Wow – it made me step back! It made me stop and put down my pen – or rather in today’s’ terms “my phone” and consider why I write.

My absence from Mumziboo has been a reflective one. And this is what I now know for sure!

1 I write because I love to write.

2 In the famous words of Steve Biko – “I write what I like”.

3 I write because inherently, it is part of who I am.

And so at the end of this fast – I know that while its GOOD to get goodie bags and freebies, and be paid to write positive pieces on prams and other bits of mommadom – its NOT why I write.

Hey – I like a “like” as much as the next person. But I also know that thousands of likes don’t equate to good writing. People “like” bloggers because they associate with the whole package – the writing, the pics, the promos, the lifestyle or whatever that blogger is about. I don’t write for “likes” – I write because I am a writer. I am a mommy blogger because my kids inspire me and I enjoy the community of mommy bloggers. It comforts me to know that I am not alone in the mayhem of parenting! Mommy blogging is the equivalent of Rachel in Anne of Green Gables, running over to Merilla to drink tea for fortification, before she carries on with the rest of her day. Only we tap a screen.

I don’t write to be followed either – though its nice to know that people follow you because they’re interested in what you have to say. But again, I will say “it” regardless of my following.
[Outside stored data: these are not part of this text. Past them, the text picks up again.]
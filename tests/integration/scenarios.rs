//! Reference runs.
//!
//! Each test drives a complete run and checks the observable outcome: task
//! states, recovery decisions, budgets handed to the worker and the ledger.

use std::time::{Duration, Instant};

use conductor::core::task::{BlockCode, TaskId, TaskState};
use conductor::orchestration::{
    CheckOutcome, DispatchJob, FailureCategory, FailureEvidence, RecoveryEngine, RecoveryLevel,
    RunContext, RunOutcome, WorkerStatus,
};
use conductor::orchestration::gate::ComplexityGate;
use tempfile::TempDir;
use tokio::sync::mpsc;

use crate::fixtures::{
    chain_graph, change_output, dispatcher, independent_tasks, orchestrator, test_config,
    ScriptedCapability, ScriptedChecks, Step,
};

/// Test: Load failure on a reportedly successful attempt
/// Given a chain T1 -> T2 -> T3 where T3's checks reference a symbol T3 never produces
/// When the run executes
/// Then T3 is retried twice with doubled budgets and ends BLOCKED(WorkerExhaustion)
#[tokio::test]
async fn test_load_failure_escalates_after_adjusted_retries() {
    let dir = TempDir::new().unwrap();
    let t3_output = change_output("src/frame.rs", "pub fn encode_frame() {}\n");
    let capability = ScriptedCapability::new().script(
        "T3",
        vec![
            Step::Succeed(t3_output.clone()),
            Step::Succeed(t3_output.clone()),
            Step::Succeed(t3_output),
        ],
    );
    let calls = capability.calls();
    let checks = ScriptedChecks::new().outcome(
        "T3",
        CheckOutcome::load_failure(
            "error[E0425]: cannot find function `decode_frame` in this scope",
            vec!["decode_frame".to_string()],
        ),
    );

    let mut orch = orchestrator(dir.path(), chain_graph(), capability, checks, test_config(2));
    let report = orch.run().await.unwrap();

    assert_eq!(report.outcome, RunOutcome::Blocked);
    assert_eq!(report.done, vec![TaskId::from("T1"), TaskId::from("T2")]);
    assert_eq!(report.blocked.len(), 1);
    assert_eq!(report.blocked[0].id, TaskId::from("T3"));
    assert_eq!(report.blocked[0].code, BlockCode::WorkerExhaustion);

    let levels: Vec<RecoveryLevel> = report.decisions.iter().map(|(_, d)| d.level).collect();
    assert_eq!(
        levels,
        vec![
            RecoveryLevel::RetryAdjusted,
            RecoveryLevel::RetryAdjusted,
            RecoveryLevel::Escalate
        ]
    );
    assert!(report
        .decisions
        .iter()
        .all(|(_, d)| d.category == FailureCategory::WorkerExhaustion));

    let budgets: Vec<u32> = calls
        .lock()
        .unwrap()
        .iter()
        .filter(|c| c.task_id == TaskId::from("T3"))
        .map(|c| c.step_budget)
        .collect();
    assert_eq!(budgets, vec![20, 40, 80]);

    let t3 = orch.graph().get(&TaskId::from("T3")).unwrap();
    assert_eq!(t3.adjusted_retries, 2);
    assert_eq!(t3.transient_retries, 0);
}

/// Test: Concurrency limit of one
/// Given two independent tasks and concurrency_limit = 1
/// When the run executes
/// Then the second task starts only after the first has completed
#[tokio::test]
async fn test_limit_of_one_runs_sequentially() {
    let dir = TempDir::new().unwrap();
    let capability = ScriptedCapability::new().with_delay(Duration::from_millis(50));
    let calls = capability.calls();

    let mut orch = orchestrator(
        dir.path(),
        independent_tasks(2),
        capability,
        ScriptedChecks::new(),
        test_config(1),
    );
    let report = orch.run().await.unwrap();
    assert_eq!(report.outcome, RunOutcome::Completed);

    let calls = calls.lock().unwrap();
    assert_eq!(calls.len(), 2);
    assert_eq!(calls[0].task_id, TaskId::from("T1"));
    assert!(
        calls[1].started >= calls[0].finished,
        "second task started before the first completed"
    );

    let t1 = orch.graph().get(&TaskId::from("T1")).unwrap();
    let t2 = orch.graph().get(&TaskId::from("T2")).unwrap();
    assert!(t2.started_at.unwrap() >= t1.completed_at.unwrap());
}

/// Test: Invocation timeout
/// Given one task whose worker hangs past the timeout and a concurrency limit of one
/// When the batch is dispatched
/// Then the result is TIMEOUT, recovery retries it unchanged and the slot is freed at once
#[tokio::test]
async fn test_timeout_is_transient_and_frees_slot() {
    let dir = TempDir::new().unwrap();
    let capability =
        ScriptedCapability::new().script("T1", vec![Step::Hang(Duration::from_secs(30))]);
    let dispatcher = dispatcher(
        dir.path(),
        capability,
        ScriptedChecks::new(),
        Duration::from_millis(100),
    );

    let mut graph = independent_tasks(2);
    graph.promote_ready();
    let jobs: Vec<DispatchJob> = graph
        .ready()
        .into_iter()
        .map(|task| DispatchJob {
            task: task.clone(),
            step_budget: 20,
        })
        .collect();

    let ctx = RunContext::new(test_config(1));
    let (tx, _rx) = mpsc::unbounded_channel();
    let started = Instant::now();
    let report = dispatcher.run(jobs, 1, &ctx, tx).await;
    assert!(
        started.elapsed() < Duration::from_secs(10),
        "the hung invocation kept its slot"
    );

    let t1 = &report.results[&TaskId::from("T1")];
    assert_eq!(t1.result.status, WorkerStatus::Timeout);
    assert!(t1.check.is_none());
    assert_eq!(
        report.results[&TaskId::from("T2")].result.status,
        WorkerStatus::Success
    );

    let id = TaskId::from("T1");
    graph.start(&id, 20).unwrap();
    let evidence = FailureEvidence::from_attempt(&t1.result, t1.check.as_ref()).unwrap();
    assert_eq!(evidence.category, FailureCategory::Transient);
    assert_eq!(evidence.code, BlockCode::TimeoutFailure);

    let config = test_config(1);
    let engine = RecoveryEngine::new(config.recovery.clone(), ComplexityGate::new(config.gate));
    let decision = engine.decide(graph.get(&id).unwrap(), &evidence);
    assert_eq!(decision.level, RecoveryLevel::RetrySame);
    assert_eq!(decision.step_budget, Some(20));

    graph.requeue(&id, None).unwrap();
    let task = graph.get(&id).unwrap();
    assert_eq!(task.state, TaskState::Ready);
    assert_eq!(task.step_budget, Some(20));
    assert!(!dir.path().join("T1").exists(), "timed-out staging area was kept");
}

/// Test: Timeout inside a full run
/// Given a task that hangs once and then succeeds
/// When the run executes
/// Then one RETRY_SAME decision is recorded and the run completes
#[tokio::test]
async fn test_timeout_retried_within_run() {
    let dir = TempDir::new().unwrap();
    let capability =
        ScriptedCapability::new().script("T1", vec![Step::Hang(Duration::from_secs(30))]);
    let dispatcher = dispatcher(
        dir.path(),
        capability,
        ScriptedChecks::new(),
        Duration::from_millis(100),
    );
    let mut orch = conductor::Orchestrator::new(
        independent_tasks(1),
        dispatcher,
        RunContext::new(test_config(1)),
    );
    let report = orch.run().await.unwrap();

    assert_eq!(report.outcome, RunOutcome::Completed);
    assert_eq!(report.decisions.len(), 1);
    assert_eq!(report.decisions[0].1.level, RecoveryLevel::RetrySame);
    assert_eq!(report.decisions[0].1.code, BlockCode::TimeoutFailure);
    assert_eq!(orch.graph().get(&TaskId::from("T1")).unwrap().retry_count, 1);
}

/// Test: Budget exhaustion
/// Given a cost ceiling equal to two invocations and five ready tasks
/// When the run executes
/// Then exactly two are dispatched and the other three are reported unfinished
#[tokio::test]
async fn test_budget_exhaustion_reports_partial_run() {
    let dir = TempDir::new().unwrap();
    let capability = ScriptedCapability::new().with_cost(0.5);
    let calls = capability.calls();
    let mut config = test_config(5);
    config.budget.max_cost_usd = 1.0;
    config.budget.estimated_cost_per_invocation = 0.5;

    let mut orch = orchestrator(
        dir.path(),
        independent_tasks(5),
        capability,
        ScriptedChecks::new(),
        config,
    );
    let report = orch.run().await.unwrap();

    assert_eq!(report.outcome, RunOutcome::BudgetExhausted);
    assert_eq!(calls.lock().unwrap().len(), 2);
    assert_eq!(report.ledger.invocations, 2);
    assert!((report.ledger.spent_usd - 1.0).abs() < 1e-9);
    assert_eq!(report.done, vec![TaskId::from("T1"), TaskId::from("T2")]);
    assert_eq!(
        report.pending,
        vec![
            (TaskId::from("T3"), TaskState::Ready),
            (TaskId::from("T4"), TaskState::Ready),
            (TaskId::from("T5"), TaskState::Ready),
        ]
    );
    assert!(orch.context().budget_exhausted.is_cancelled());
}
I write because that’s what writers do! Why do you write momma?

BATH TIME WONDERS

I love using ordinary mundane moments to connect with my kids- it’s a bonus when you can use it to play, teach and develop them at the same time. These are just a few bath time wonders I’ve enjoyed creating:

 

A VISIT TO THE AMAZON JUNGLE

 

I got so stuck in this one!!!! Ha! It was awesome. The thought grabbed me and I went running wildly through my garden with a shears 20 minutes before bath time. I cut the largest branches I could find and quietly decorated the bath tub with them. I ran the shower on hot for a while to get as much steam into the bathroom. And of course I ran the tub. Then I googled Amazon jungle sounds and played the music from my phone. I closed the door and told my girls they were visiting the Amazon. They loved it. They spent a lot of time in there. And wanted to know more about the Amazon:

 

Play: imagination and role play just flowed natural.

 

Connect: We just giggled and chatted.

 

Fun: loads for both them and me.

 

Learn: about the jungle, about the Amazon jungle, a specific place.

 

Develop: sensory touch – steam, nature, darkness and light. Bonus: Interest in nature- now they want to watch planet earth more and more. Plus memories made.

 

Your kit: leaves, real ones, Amazon jungle sounds, a music player (my smart phone worked wonders), a shower in the bathroom with the bath tub.

 

I also plan (perhaps I am too ambitious) to do the following:

 

SPACE

The tub will be the space ship. Lights off. Glow in the dark stickers stuck on the walls and ceiling to create the cosmos. Ah the. Blue water and an under water torch. Lights off torch on. Space music playing. Simple enough, I think.

 

ANCIENT EGYPT

Palm branches, the blue rive Nile, face paint to paint each other like Egyptians. I plan to build the pyramids out of towels in a corner and play the Prince of Egypt sound track.

Or

BEACH PARTY WITHOUT THE SAND

Drinks, sun hats, water toys, arm bands, swim wear and the sound of the ocean. I plan to go all the way with this one – mock-tails and of course boiled colorful spaghetti floating in the water for seaweed. Shells from our last visit to the ocean will line windowsill.

 

Tell me what you’ve done to make bath time interesting for your kids! would love to hear from you.

Now to find the time!!!!

‘ECHAD’ – A STRONGER ME IS A STRONGER WE

It was with mixed emotions  that Sean and I stole away from our cherubs early on Sunday morning. We woke at five and were dressed and ready just after 6. Destination: Cape Town. Only for the day – a much needed couple time day.

 

We’ve never done this. We have very young children and they need us. But the trade off was their immediate needs vs our family’s’ long term wellbeing. Every couple needs to stop, take time, take stock, touch base, connect, plan and refocus – so that they can move in unity and in the same direction. That’s what we did on Sunday. I felt guilty leaving two sleeping beauties and two crying princesses. I closed the door with a sore heart and thanked God for Sharon our nanny who comforted Zaza as we drove out the gate. We returned as a stronger team to take our family forward.

 

I like the Hebrew word “echad”. It’s got a hard sound to it but I think that that speaks to its meaning. It means “one”. That’s how Sean and I returned late Sunday night to our restless brood. And I’m grateful for it because a strong united parenting team translates into a secure family where children feel grounded, certain, safe and loved.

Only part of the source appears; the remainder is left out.